DATA RECORDS ▸
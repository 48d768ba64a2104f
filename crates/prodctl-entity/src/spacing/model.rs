//! Spacing registration entity model.
//!
//! One record per batch ("partij"): the realised potting and spacing dates,
//! the planned densities, and the number of tables in use after each
//! spacing round.

use std::sync::LazyLock;

use chrono::NaiveDate;
use serde::{Deserialize, Serialize};
use uuid::Uuid;

use prodctl_core::result::AppResult;
use prodctl_core::traits::Entity;
use prodctl_core::types::descriptor::{EntityDescriptor, FieldDef, TableIdentifier};
use prodctl_core::types::row::Row;

static DESCRIPTOR: LazyLock<EntityDescriptor> = LazyLock::new(|| {
    EntityDescriptor::builder(
        TableIdentifier::new("Productie", "wijderzet_registratie"),
        "id",
    )
    .field(FieldDef::new("id", "ID").hidden().as_text())
    .field(FieldDef::new("partij_code", "Partij").sortable())
    .field(FieldDef::new("product_naam", "Product").sortable())
    .field(FieldDef::new("productgroep_naam", "Productgroep").sortable())
    .field(FieldDef::new("datum_oppotten_real", "Oppotdatum").sortable().as_text())
    .field(FieldDef::new("datum_uit_cel_real", "Uit cel").sortable().as_text())
    .field(FieldDef::new("datum_wdz1_real", "Wijderzet 1").sortable().as_text())
    .field(FieldDef::new("datum_wdz2_real", "Wijderzet 2").sortable().as_text())
    .field(FieldDef::new("aantal_planten_gerealiseerd", "Planten").sortable())
    .field(FieldDef::new("aantal_tafels_totaal", "Tafels totaal").sortable())
    .field(FieldDef::new("aantal_tafels_na_wdz1", "Tafels na WZ1").sortable())
    .field(FieldDef::new("aantal_tafels_na_wdz2", "Tafels na WZ2").sortable())
    .field(FieldDef::new("aantal_tafels_oppotten_plan", "Tafels plan").sortable().as_double())
    .field(FieldDef::new("dichtheid_oppotten_plan", "Dichtheid oppotten").sortable())
    .field(FieldDef::new("dichtheid_wz1_plan", "Dichtheid WZ1").sortable())
    .field(FieldDef::new("dichtheid_wz2_plan", "Dichtheid WZ2").sortable().as_double())
    .field(
        FieldDef::new("wijderzet_registratie_fout", "Fout")
            .describe("Registratie bevat een fout")
            .sortable(),
    )
    .searchable(&["partij_code", "product_naam", "productgroep_naam"])
    .default_sort(&["datum_oppotten_real", "partij_code"])
    .build()
    .unwrap_or_else(|e| panic!("invalid SpacingRecord descriptor: {e}"))
});

/// A spacing registration for one batch of plants.
#[derive(Debug, Clone, PartialEq, Serialize, Deserialize)]
pub struct SpacingRecord {
    /// Unique registration identifier.
    pub id: Uuid,
    /// Batch code.
    pub partij_code: String,
    /// Product name.
    pub product_naam: String,
    /// Product group name.
    pub productgroep_naam: String,
    /// Realised potting date.
    pub datum_oppotten_real: NaiveDate,
    /// Realised date the batch left the growth cell.
    pub datum_uit_cel_real: Option<NaiveDate>,
    /// Realised date of the first spacing round.
    pub datum_wdz1_real: Option<NaiveDate>,
    /// Realised date of the second spacing round.
    pub datum_wdz2_real: Option<NaiveDate>,
    /// Number of plants realised.
    pub aantal_planten_gerealiseerd: i64,
    /// Total number of tables.
    pub aantal_tafels_totaal: i64,
    /// Tables in use after the first spacing round.
    pub aantal_tafels_na_wdz1: Option<i64>,
    /// Tables in use after the second spacing round.
    pub aantal_tafels_na_wdz2: Option<i64>,
    /// Planned number of tables at potting.
    pub aantal_tafels_oppotten_plan: f64,
    /// Planned density at potting (plants per table).
    pub dichtheid_oppotten_plan: i64,
    /// Planned density after the first spacing round.
    pub dichtheid_wz1_plan: Option<i64>,
    /// Planned density after the second spacing round.
    pub dichtheid_wz2_plan: Option<f64>,
    /// Whether the registration was flagged as erroneous.
    pub wijderzet_registratie_fout: bool,
}

impl Entity for SpacingRecord {
    type Id = Uuid;

    fn descriptor() -> &'static EntityDescriptor {
        &DESCRIPTOR
    }

    fn from_row(row: &Row) -> AppResult<Self> {
        Ok(Self {
            id: row.uuid("id")?,
            partij_code: row.text("partij_code")?,
            product_naam: row.text("product_naam")?,
            productgroep_naam: row.text("productgroep_naam")?,
            datum_oppotten_real: row.date("datum_oppotten_real")?,
            datum_uit_cel_real: row.opt_date("datum_uit_cel_real")?,
            datum_wdz1_real: row.opt_date("datum_wdz1_real")?,
            datum_wdz2_real: row.opt_date("datum_wdz2_real")?,
            aantal_planten_gerealiseerd: row.int("aantal_planten_gerealiseerd")?,
            aantal_tafels_totaal: row.int("aantal_tafels_totaal")?,
            aantal_tafels_na_wdz1: row.opt_int("aantal_tafels_na_wdz1")?,
            aantal_tafels_na_wdz2: row.opt_int("aantal_tafels_na_wdz2")?,
            aantal_tafels_oppotten_plan: row.float("aantal_tafels_oppotten_plan")?,
            dichtheid_oppotten_plan: row.int("dichtheid_oppotten_plan")?,
            dichtheid_wz1_plan: row.opt_int("dichtheid_wz1_plan")?,
            dichtheid_wz2_plan: row.opt_float("dichtheid_wz2_plan")?,
            wijderzet_registratie_fout: row.bool("wijderzet_registratie_fout")?,
        })
    }

    fn id(&self) -> &Uuid {
        &self.id
    }
}
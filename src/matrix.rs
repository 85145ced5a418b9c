//! Mapping matrix document
//!
//! Turns a [`SchemaWalk`] into the table a documentation renderer needs:
//! ordered vocabulary columns and one record per traversal row, with
//! targets already resolved through the root context.

use indexmap::IndexMap;
use serde::Serialize;
use url::Url;

use crate::context::Context;
use crate::error::MappingError;
use crate::mapping::{MappingCell, MappingEntry, MappingSet};
use crate::walk::{SchemaWalk, TraversalRow};

/// One mapping inside a cell
#[derive(Debug, Clone, PartialEq, Serialize)]
pub struct MatrixEntry {
    /// Relation as written, e.g. `skos:exactMatch`
    pub relation: Option<String>,
    /// Relation without prefix, e.g. `exactMatch`; `None` for unknown relations
    pub relation_name: Option<&'static str>,
    pub target: Option<String>,
    /// Resolved target, present only when it forms a valid URL
    pub link: Option<String>,
    pub comment: Option<String>,
}

impl MatrixEntry {
    fn from_entry(entry: MappingEntry, context: &Context) -> Self {
        let resolved = entry.resolved_target(context);
        let link = (!resolved.is_empty() && Url::parse(&resolved).is_ok()).then_some(resolved);
        Self {
            relation_name: entry.known_relation().map(|r| r.local_name()),
            relation: entry.relation,
            target: entry.target,
            link,
            comment: entry.comment,
        }
    }
}

/// Content of one vocabulary column of a row
#[derive(Debug, Clone, PartialEq, Serialize)]
#[serde(tag = "status", rename_all = "snake_case")]
pub enum MatrixCell {
    NotApplicable,
    Mapped { entries: Vec<MatrixEntry> },
}

/// One row of the matrix
#[derive(Debug, Clone, PartialEq, Serialize)]
pub struct MatrixRow {
    pub name: String,
    pub depth: usize,
    pub source: String,
    /// General `$comment` of the row's mapping set
    pub comment: Option<String>,
    /// `None` for elements without any mapping set
    pub cells: Option<IndexMap<String, MatrixCell>>,
}

/// The whole matrix, ready for serialization
#[derive(Debug, Clone, PartialEq, Serialize)]
pub struct MappingMatrix {
    pub columns: Vec<String>,
    pub rows: Vec<MatrixRow>,
}

impl MappingMatrix {
    pub fn build(walk: &SchemaWalk) -> Self {
        let columns = walk.columns();
        let rows = walk
            .rows
            .iter()
            .map(|row| build_row(row, &columns, &walk.context))
            .collect();
        Self { columns, rows }
    }

    pub fn to_json_string(&self, pretty: bool) -> Result<String, MappingError> {
        if pretty {
            Ok(serde_json::to_string_pretty(self)?)
        } else {
            Ok(serde_json::to_string(self)?)
        }
    }
}

fn build_row(row: &TraversalRow, columns: &[String], context: &Context) -> MatrixRow {
    MatrixRow {
        name: row.name.clone(),
        depth: row.depth,
        source: row.source.clone(),
        comment: row
            .mappings
            .as_ref()
            .and_then(|m| m.comment())
            .map(String::from),
        cells: row
            .mappings
            .as_ref()
            .map(|set| build_cells(set, columns, context)),
    }
}

fn build_cells(
    set: &MappingSet,
    columns: &[String],
    context: &Context,
) -> IndexMap<String, MatrixCell> {
    columns
        .iter()
        .map(|column| {
            let cell = match set.cell(column) {
                MappingCell::NotApplicable => MatrixCell::NotApplicable,
                MappingCell::Entries(entries) => MatrixCell::Mapped {
                    entries: entries
                        .into_iter()
                        .map(|e| MatrixEntry::from_entry(e, context))
                        .collect(),
                },
            };
            (column.clone(), cell)
        })
        .collect()
}
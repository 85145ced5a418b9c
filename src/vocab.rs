//! Vocabulary definitions for QUADRIGA x-mappings
//!
//! Keys, file names and ordering rules shared by the walker, the
//! validator and the mapping matrix.

/// Schema keyword holding a mapping set
pub const MAPPINGS_KEY: &str = "x-mappings";

/// Reserved documentation key inside mapping sets and mapping entries
pub const COMMENT_KEY: &str = "$comment";

/// Root document key holding the prefix table
pub const CONTEXT_KEY: &str = "@context";

/// JSON Schema reference keyword
pub const REF_KEY: &str = "$ref";

/// Root schema file of a version directory
pub const ROOT_SCHEMA: &str = "schema.json";

/// Display name used for the root schema in the QUADRIGA documentation
pub const ROOT_LABEL: &str = "case-study";

/// Extension of schema files
pub const SCHEMA_EXTENSION: &str = ".json";

/// Vocabularies every document-level mapping set must mention
pub const REQUIRED_VOCABULARIES: [&str; 6] = ["dc", "dcat", "dcterms", "lrmi", "modalia", "schema"];

/// Preferred column order; vocabularies not listed here follow alphabetically
pub const COLUMN_ORDER: [&str; 7] = ["dc", "dcterms", "schema", "modalia", "hermes", "lrmi", "dcat"];

/// Reusable value-type schemas that only constrain value ranges
pub const INTERNAL_TYPES: [&str; 2] = ["multilingual-text.json", "semver.json"];

/// Depth offset of a file referenced by a document-level `$ref`
pub const DOCUMENT_REF_OFFSET: usize = 1;

/// Depth offset of a property row relative to its schema file
pub const PROPERTY_ROW_OFFSET: usize = 1;

/// Depth offset of a file that is the direct `$ref` value of a property
pub const DIRECT_REF_OFFSET: usize = 1;

/// Depth offset of a file referenced inside a combinator or array wrapper of a property
pub const NESTED_REF_OFFSET: usize = 2;

/// Depth offset of the file behind `items.$ref` of an array-shaped schema
pub const ITEMS_REF_OFFSET: usize = 0;

/// Order vocabulary names for display: preferred ones first, the rest alphabetically
pub fn order_columns<'a>(vocabularies: impl IntoIterator<Item = &'a str>) -> Vec<String> {
    let mut present: Vec<&str> = vocabularies.into_iter().collect();
    present.sort_unstable();
    present.dedup();

    let mut ordered: Vec<String> = COLUMN_ORDER
        .iter()
        .filter(|c| present.contains(*c))
        .map(|c| c.to_string())
        .collect();
    ordered.extend(
        present
            .into_iter()
            .filter(|v| !COLUMN_ORDER.contains(v))
            .map(String::from),
    );
    ordered
}

#[cfg(test)]
mod tests {
    use super::*;

    #[test]
    fn test_order_columns_preferred_then_alphabetical() {
        let columns = order_columns(["zzz", "dcat", "dc", "abc", "schema"]);
        assert_eq!(columns, vec!["dc", "schema", "dcat", "abc", "zzz"]);
    }

    #[test]
    fn test_order_columns_deduplicates() {
        assert_eq!(order_columns(["dc", "dc"]), vec!["dc"]);
        assert!(order_columns([]).is_empty());
    }
}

WORK REQUEST ▸
Count how many lines of the records hold the string "Deserialize"; the answer is that number alone.

SOLUTION ▸
2